A DAILY pill that leeches excess blood sugar from the body has been recommended for use on the NHS to treat adults with diabetes.

Canagliflozin, which blocks a key salt-sugar ­transporter in the kidney in order to excrete excess blood sugar via the urine, has been approved by the Scottish Medicines Consortium to treat patients with Type 2 diabetes.

It is taken as a tablet once a day, before the patient's first meal, and will be used in collaboration with other glucose-lowering products including insulin.

Professor Miles Fisher, a consultant physician at Glasgow Royal Infirmary, welcomed the decision.
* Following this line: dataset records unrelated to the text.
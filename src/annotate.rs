//! Overlay rendering for `/detect?return_image=true`.

use ab_glyph::{FontRef, PxScale};
use anyhow::Result;
use base64::Engine;
use image::codecs::jpeg::JpegEncoder;
use image::{Rgb, RgbImage};
use imageproc::drawing::{draw_hollow_rect_mut, draw_text_mut};
use imageproc::rect::Rect;
use crate::common::Detection;

pub const BOX_COLOUR: Rgb<u8> = Rgb([66, 135, 245]);
pub const TEXT_COLOUR: Rgb<u8> = Rgb([255, 255, 255]);
pub const BOX_THICKNESS: i32 = 3;
pub const JPEG_QUALITY: u8 = 85;
const LABEL_SCALE: f32 = 14.0;
const LABEL_OFFSET: f32 = 16.0;

static FONT_BYTES: &[u8] = include_bytes!("../assets/DejaVuSansMono.ttf");

/// Draws every detection onto `img`: an outlined box growing inwards and
/// a `"{class_name} {conf:.2}"` caption just above it.
pub fn draw_detections(img: &mut RgbImage, detections: &[Detection]) -> Result<()> {
    let font = FontRef::try_from_slice(FONT_BYTES)?;
    let scale = PxScale::from(LABEL_SCALE);

    for det in detections {
        let (x, y, w, h) = det.bbox.as_xy_wh_i32();
        for i in 0..BOX_THICKNESS {
            let (rw, rh) = (w - 2 * i, h - 2 * i);
            if rw <= 0 || rh <= 0 {
                break;
            }
            draw_hollow_rect_mut(img, Rect::at(x + i, y + i).of_size(rw as u32, rh as u32), BOX_COLOUR);
        }

        let tx = (det.bbox.x + 4.).round() as i32;
        let ty = (det.bbox.y - LABEL_OFFSET).max(0.).round() as i32;
        draw_text_mut(img, TEXT_COLOUR, tx, ty, scale, &font, &det.caption());
    }
    Ok(())
}

pub fn encode_jpeg(img: &RgbImage) -> Result<Vec<u8>> {
    let mut buf = Vec::new();
    let mut encoder = JpegEncoder::new_with_quality(&mut buf, JPEG_QUALITY);
    encoder.encode_image(img)?;
    Ok(buf)
}

pub fn to_data_url(jpeg: &[u8]) -> String {
    format!("data:image/jpeg;base64,{}", base64::engine::general_purpose::STANDARD.encode(jpeg))
}

/// Annotates a copy of `img` and returns it as a JPEG data URL.
pub fn render_data_url(img: &RgbImage, detections: &[Detection]) -> Result<String> {
    let mut canvas = img.clone();
    draw_detections(&mut canvas, detections)?;
    Ok(to_data_url(&encode_jpeg(&canvas)?))
}
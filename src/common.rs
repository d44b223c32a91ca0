mod bbox;
mod detection;
mod detect_image;
mod inference_device;
pub mod labels;
mod model_config;
pub mod model_layout;

pub use bbox::*;
pub use detection::*;
pub use detect_image::*;
pub use inference_device::*;
pub use labels::Labels;
pub use model_config::*;
pub use model_layout::ModelLayout;
pub mod inference_process;
pub mod ort_detector;
mod worker;

pub use ort_detector::*;
pub use worker::*;
use clap::builder::BoolishValueParser;
use clap::Parser;

use crate::common::{InferenceDevice, ModelConfig, ModelLayout, DEFAULT_CONF_THRESHOLD, DEFAULT_INPUT_SIZE, DEFAULT_IOU_THRESHOLD};
use crate::speech::{DEFAULT_TTS_URL, DEFAULT_WHISPER_MODEL};

pub const DEFAULT_MAX_UPLOAD_BYTES: usize = 5 * 1024 * 1024;

/// Server options; every flag can also be set through its environment variable.
#[derive(Debug, Clone, Parser)]
#[command(name = "blindspot-server", version, about = "BlindSpot accessibility API")]
pub struct ServerConfig {
    #[arg(long, env = "BLINDSPOT_HOST", default_value = "0.0.0.0")]
    pub host: String,

    #[arg(long, env = "BLINDSPOT_PORT", default_value_t = 8000)]
    pub port: u16,

    /// ONNX detection model; `/detect` answers 503 without one.
    #[arg(long, env = "MODEL_PATH")]
    pub model_path: Option<String>,

    #[arg(long, env = "ORT_LIB_PATH")]
    pub ort_lib_path: Option<String>,

    /// Text file with one class name per line.
    #[arg(long, env = "LABELS_PATH")]
    pub labels_path: Option<String>,

    /// `ssd` (TF Object Detection API export) or `yolo` (Ultralytics export).
    #[arg(long, env = "MODEL_LAYOUT", default_value = "ssd", value_parser = parse_layout)]
    pub model_layout: ModelLayout,

    /// `cpu`, `cuda` or `cuda:<id>`.
    #[arg(long, env = "INFERENCE_DEVICE", default_value = "cpu", value_parser = parse_device)]
    pub inference_device: InferenceDevice,

    #[arg(long, env = "CONF_THRESHOLD", default_value_t = DEFAULT_CONF_THRESHOLD)]
    pub conf_threshold: f32,

    #[arg(long, env = "IOU_THRESHOLD", default_value_t = DEFAULT_IOU_THRESHOLD)]
    pub iou_threshold: f32,

    #[arg(long, env = "MODEL_WIDTH", default_value_t = DEFAULT_INPUT_SIZE)]
    pub model_width: u32,

    #[arg(long, env = "MODEL_HEIGHT", default_value_t = DEFAULT_INPUT_SIZE)]
    pub model_height: u32,

    /// Detection jobs allowed to wait before requests are turned away.
    #[arg(long, env = "DETECT_QUEUE", default_value_t = 4)]
    pub detect_queue: usize,

    #[arg(long, env = "MAX_UPLOAD_BYTES", default_value_t = DEFAULT_MAX_UPLOAD_BYTES)]
    pub max_upload_bytes: usize,

    #[arg(long, env = "ENABLE_AUTH", default_value_t = false, action = clap::ArgAction::Set, value_parser = BoolishValueParser::new())]
    pub enable_auth: bool,

    /// Required when auth is enabled.
    #[arg(long, env = "JWT_SECRET", hide_env_values = true)]
    pub jwt_secret: Option<String>,

    #[arg(
        long,
        env = "JWT_TTL_DAYS",
        default_value_t = crate::accounts::DEFAULT_TOKEN_TTL_DAYS,
        value_parser = clap::value_parser!(i64).range(1..=crate::accounts::MAX_TOKEN_TTL_DAYS)
    )]
    pub jwt_ttl_days: i64,

    /// `*` or a comma separated list of origins.
    #[arg(long, env = "CORS_ORIGINS", default_value = "*")]
    pub cors_origins: String,

    #[arg(long, env = "TTS_URL", default_value = DEFAULT_TTS_URL)]
    pub tts_url: String,

    /// Base URL of an OpenAI-compatible Whisper server; `/stt` answers 503 without one.
    #[arg(long, env = "STT_URL")]
    pub stt_url: Option<String>,

    #[arg(long, env = "STT_API_KEY", hide_env_values = true)]
    pub stt_api_key: Option<String>,

    #[arg(long, env = "WHISPER_MODEL", default_value = DEFAULT_WHISPER_MODEL)]
    pub whisper_model: String,
}

fn parse_layout(s: &str) -> Result<ModelLayout, String> {
    ModelLayout::from_str(s).ok_or_else(|| format!("unknown model layout `{s}` (expected ssd or yolo)"))
}

fn parse_device(s: &str) -> Result<InferenceDevice, String> {
    InferenceDevice::from_str(s).ok_or_else(|| format!("unknown inference device `{s}`"))
}

impl ServerConfig {
    pub fn bind_addr(&self) -> String {
        format!("{}:{}", self.host, self.port)
    }

    /// Detection settings, when a model is configured.
    pub fn model_config(&self) -> Option<ModelConfig> {
        let weights_path = self.model_path.clone()?;
        let mut model_details = ModelConfig::new(weights_path, self.model_layout);
        model_details.ort_lib_path = self.ort_lib_path.clone();
        model_details.labels_path = self.labels_path.clone();
        model_details.set_device_type(self.inference_device);
        model_details.conf_threshold = self.conf_threshold;
        model_details.iou_threshold = self.iou_threshold;
        model_details.width = self.model_width;
        model_details.height = self.model_height;
        Some(model_details)
    }

    /// `None` means any origin.
    pub fn cors_list(&self) -> Option<Vec<String>> {
        let origins = self.cors_origins.trim();
        if origins == "*" || origins.is_empty() {
            return None;
        }
        Some(
            origins
                .split(',')
                .map(|o| o.trim().to_string())
                .filter(|o| !o.is_empty())
                .collect(),
        )
    }
}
He said: "Type 2 diabetes is one of the most significant health challenges facing Scotland today. Gaining access to new treatments like canagliflozin, is ­important in helping us to better manage this deadly epidemic."
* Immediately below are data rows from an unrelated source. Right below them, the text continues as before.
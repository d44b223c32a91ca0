use anyhow::Result;
use image::{DynamicImage, RgbImage};

/// Decoded upload handed to the detection pipeline.
#[derive(Debug, Clone, Default)]
pub struct DetectImage {
    pub image: RgbImage,
    pub img_width: u32,
    pub img_height: u32,
    /// Per-request confidence threshold; the model default applies when `None`.
    pub threshold: Option<f32>,
}

impl std::ops::Deref for DetectImage {
    type Target = RgbImage;

    fn deref(&self) -> &Self::Target {
        &self.image
    }
}

impl From<DynamicImage> for DetectImage {
    fn from(image: DynamicImage) -> Self {
        Self::new(image.to_rgb8(), None)
    }
}

impl From<RgbImage> for DetectImage {
    fn from(image: RgbImage) -> Self {
        Self::new(image, None)
    }
}

impl DetectImage {
    pub fn new(image: RgbImage, threshold: Option<f32>) -> Self {
        let (img_width, img_height) = image.dimensions();
        Self {
            image,
            img_width,
            img_height,
            threshold,
        }
    }

    /// Decodes JPEG/PNG/WEBP bytes and converts them to RGB.
    pub fn decode(bytes: &[u8]) -> Result<Self> {
        let image = image::load_from_memory(bytes)?;
        Ok(Self::from(image))
    }

    pub fn with_threshold(mut self, threshold: Option<f32>) -> Self {
        self.threshold = threshold;
        self
    }

    pub fn threshold_or(&self, default: f32) -> f32 {
        self.threshold.unwrap_or(default)
    }

    pub fn into_rgb8(self) -> RgbImage {
        self.image
    }
}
Type 2 diabetes is associated with around 9,000 excess deaths each year in Scotland, mainly from ­cardiovascular disease, and is the biggest single cause of amputation, stroke, blindness and end stage kidney failure.

Meanwhile, the SMC also approved a new treatment for Hepatitis C.

Sofosbuvir can be used to treat all genotypes of Hep C, a virus that can infect and ravage the liver.

Clinical trials recorded cure rates of over 90 per cent among patients new to antiviral therapy. They were treated over a 12-week period in combination with other antiviral agents.

Sofosbuvir was licensed in January this year and is still awaiting approval from Nice for use in England and Wales.